How immune resilience and salutogenesis promote disease resistance and longevity

By Dr. Priyom Bose, Ph.D.Reviewed by Benedette Cuffari, M.Sc.Apr 28 2025

Scientists spotlight salutogenesis and the TCF7 gene as powerful tools to fight inflammation, boost longevity, and prevent age-related disease.

Study: The 15-Year Survival Advantage: Immune Resilience as a Salutogenic Force in Healthy Aging. Image Credit: ORION PRODUCTION / Shutterstock.com

A recent Aging Cell study examines how salutogenesis, the active production of health through immune resilience (IR), resists disease.

What is salutogenesis?

Inflammatory processes are essential to protect host organisms against infection and other invading pathogens. Despite its important role in maintaining homeostasis, dysregulated immune function can increase the risk of various diseases including cancer. This dichotomous nature of inflammation as both a defender and potential driver of disease underlies its complex role in health and disease.

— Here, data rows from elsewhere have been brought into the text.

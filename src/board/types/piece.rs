//! Piece and color types.

use std::fmt;

#[cfg(feature = "serde")]
use serde::{Deserialize, Serialize};

/// Chess piece kinds.
#[derive(Clone, Copy, PartialEq, Eq, Hash, Debug)]
#[cfg_attr(feature = "serde", derive(Serialize, Deserialize))]
pub enum Piece {
    Pawn,
    Knight,
    Bishop,
    Rook,
    Queen,
    King,
}

impl Piece {
    /// All piece kinds in index order
    pub const ALL: [Piece; 6] = [
        Piece::Pawn,
        Piece::Knight,
        Piece::Bishop,
        Piece::Rook,
        Piece::Queen,
        Piece::King,
    ];

    #[inline]
    #[must_use]
    pub const fn index(self) -> usize {
        self as usize
    }

    /// Inverse of [`Piece::index`]; indices above 5 have no piece.
    #[inline]
    #[must_use]
    pub const fn from_index(idx: usize) -> Option<Piece> {
        match idx {
            0 => Some(Piece::Pawn),
            1 => Some(Piece::Knight),
            2 => Some(Piece::Bishop),
            3 => Some(Piece::Rook),
            4 => Some(Piece::Queen),
            5 => Some(Piece::King),
            _ => None,
        }
    }

    /// Parse a piece from a character (p, n, b, r, q, k), case-insensitive
    #[must_use]
    pub fn from_char(c: char) -> Option<Piece> {
        match c.to_ascii_lowercase() {
            'p' => Some(Piece::Pawn),
            'n' => Some(Piece::Knight),
            'b' => Some(Piece::Bishop),
            'r' => Some(Piece::Rook),
            'q' => Some(Piece::Queen),
            'k' => Some(Piece::King),
            _ => None,
        }
    }

    /// Convert piece to lowercase character
    #[inline]
    #[must_use]
    pub const fn to_char(self) -> char {
        match self {
            Piece::Pawn => 'p',
            Piece::Knight => 'n',
            Piece::Bishop => 'b',
            Piece::Rook => 'r',
            Piece::Queen => 'q',
            Piece::King => 'k',
        }
    }

    /// Convert piece to character with case based on color (uppercase for White)
    #[inline]
    #[must_use]
    pub fn to_fen_char(self, color: Color) -> char {
        let c = self.to_char();
        if color == Color::White {
            c.to_ascii_uppercase()
        } else {
            c
        }
    }

    /// Returns true if this piece is a slider (Bishop, Rook, Queen)
    #[inline]
    #[must_use]
    pub const fn is_slider(self) -> bool {
        matches!(self, Piece::Bishop | Piece::Rook | Piece::Queen)
    }
}

/// Promotion piece choices in order of typical preference (queen first)
pub(crate) const PROMOTION_PIECES: [Piece; 4] =
    [Piece::Queen, Piece::Rook, Piece::Bishop, Piece::Knight];

/// Chess colors.
#[derive(Clone, Copy, PartialEq, Eq, Hash, Debug)]
#[cfg_attr(feature = "serde", derive(Serialize, Deserialize))]
pub enum Color {
    White,
    Black,
}

impl Color {
    /// Both colors in index order (White=0, Black=1)
    pub const BOTH: [Color; 2] = [Color::White, Color::Black];

    #[inline]
    #[must_use]
    pub const fn index(self) -> usize {
        self as usize
    }

    /// Returns the opposite color
    #[inline]
    #[must_use]
    pub const fn opponent(self) -> Color {
        match self {
            Color::White => Color::Black,
            Color::Black => Color::White,
        }
    }

    /// Back rank for this color (0 for White, 7 for Black)
    #[inline]
    #[must_use]
    pub(crate) const fn back_rank(self) -> u8 {
        match self {
            Color::White => 0,
            Color::Black => 7,
        }
    }

    /// Pawn push offset in square indices (+8 for White, -8 for Black)
    #[inline]
    #[must_use]
    pub(crate) const fn pawn_push(self) -> i8 {
        match self {
            Color::White => 8,
            Color::Black => -8,
        }
    }

    /// Pawn starting rank (1 for White, 6 for Black)
    #[inline]
    #[must_use]
    pub(crate) const fn pawn_start_rank(self) -> u8 {
        match self {
            Color::White => 1,
            Color::Black => 6,
        }
    }

    /// Rank a pawn stands on one step before promoting (6 for White, 1 for Black)
    #[inline]
    #[must_use]
    pub(crate) const fn pawn_seventh_rank(self) -> u8 {
        match self {
            Color::White => 6,
            Color::Black => 1,
        }
    }

    /// Pawn promotion rank (7 for White, 0 for Black)
    #[inline]
    #[must_use]
    pub(crate) const fn pawn_promotion_rank(self) -> u8 {
        match self {
            Color::White => 7,
            Color::Black => 0,
        }
    }
}

impl fmt::Display for Color {
    fn fmt(&self, f: &mut fmt::Formatter<'_>) -> fmt::Result {
        match self {
            Color::White => write!(f, "White"),
            Color::Black => write!(f, "Black"),
        }
    }
}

To elucidate the role between aging, mortality and immunity, the researchers of the current study developed an integrated four-dimensional evolutionary framework that considers immune robustness, inflammatory stressors, salutogenesis, and immune resistance (IR).  

Immune robustness refers to the ability of hosts to neutralizes pathogens while minimizing tissue damage, inflammatory stressors activate immune responses. In the event that immune robustness fails, chronic low-grade inflammation, which is often referred to as inflammaging, immune senescence, and accumulation of senescent cells can arise, all of which accelerate biological aging and morbidity.

Salutogenesis encompasses the different cellular mechanisms that counteract aging-related pathologies to increase an individual’s lifespan. Thus, premature mortality could be driven by the failure to sustain salutogenic adaptations.

About the study

The current study included blood samples obtained from approximately 17,500 participants who were exposed to various inflammatory challenges throughout their lifespan. Both CD8+ and CD4+ T-cell levels were measured from these samples to classify each individual’s immune health grade (IHG). Both IHGs and the presence of IR-associated gene expression signatures were used to quantify each individual’s IR.

Gene expression signatures were categorized as positive or negative salutogenesis readouts. Positive salutogenesis readouts reflected gene expression signatures that were associated with slower immune aging, extended lifespan, and the presence of immunocompetence-related genes. Comparatively, negative salutogenesis comprised gene signatures associated with increased inflammaging, senescent cell burden, and increased expression of inflammation-related genes.

The impact on both IR metrics and salutogenesis status was then correlated with clinical health outcomes among a cohort of individuals with and without a history of the coronavirus disease 2019 (COVID-19).

Immune resislience, TCF7, and the prevention of age-related diseases

The pathogenic triad arises due to compromised IR integrity during lifelong stress responses, rather than chronological aging alone. For example, a 40-year-old individual with poor IR had a 9.7-fold greater risk of mortality, which is equivalent to that of a 55.5-year-old with optimal IR.

Genomic screening of 1,380 transcription factors led to the identification of transcription factor 7 (TCF7)-centered regulatory network-driven IR mechanisms and six co-regulated factors. TCF7 encodes TCF1, which is a regulator of T-cell immunity and stemness.

A clinically actionable salutogenic trait was established through maintaining optimal IR with TCF7 levels, which was referred to as optimal IR-TCF7^high. The presence of this salutogenic trait significantly reduced the emergence of the pathogenic triad, which subsequently prevented age-associated immunopathologies such as an increased risk of cardiovascular disease, severe infection, and mortality. These findings demonstrate that salutogenesis is fundamental to extending disease-free lifespan and longevity.

IR-TCF7^high status was directly attributed to components of the insulin-like growth factor (IGF) system, which is a highly evolutionarily conserved signaling pathway that is implicated in both aging phenotypes and longevity.  

In a proof-of-concept experiment, the researchers explored the potential effects of anti-inflammatory agents targeting tumor necrosis factor α (TNFα) and anti-α₄β₇ integrin to restoring IR-TCF7^high expression. These studies demonstrated the efficacy of a TNFα antagonist in mitigating IR degradation while simultaneously reducing pathogenic triad burden, thus demonstrating the potential utility of immunomodulatory agents in preventing IR dysfunction.

Our research identifies IR degradation as an age-independent, inflammatory stress-dependent accelerator of aging phenotypes.”

Conclusions

IR confers survival advantages by integrating adaptive and innate immunity to mitigate the effects of immune aging, cellular senescence, and chronic inflammation, all of which contribute to mortality and aging. Optimal IR has the potential to facilitate youthful immune profiles at any age, enhance vaccine responses, and reduce age-related disease burdens, including cardiovascular and Alzheimer's disease.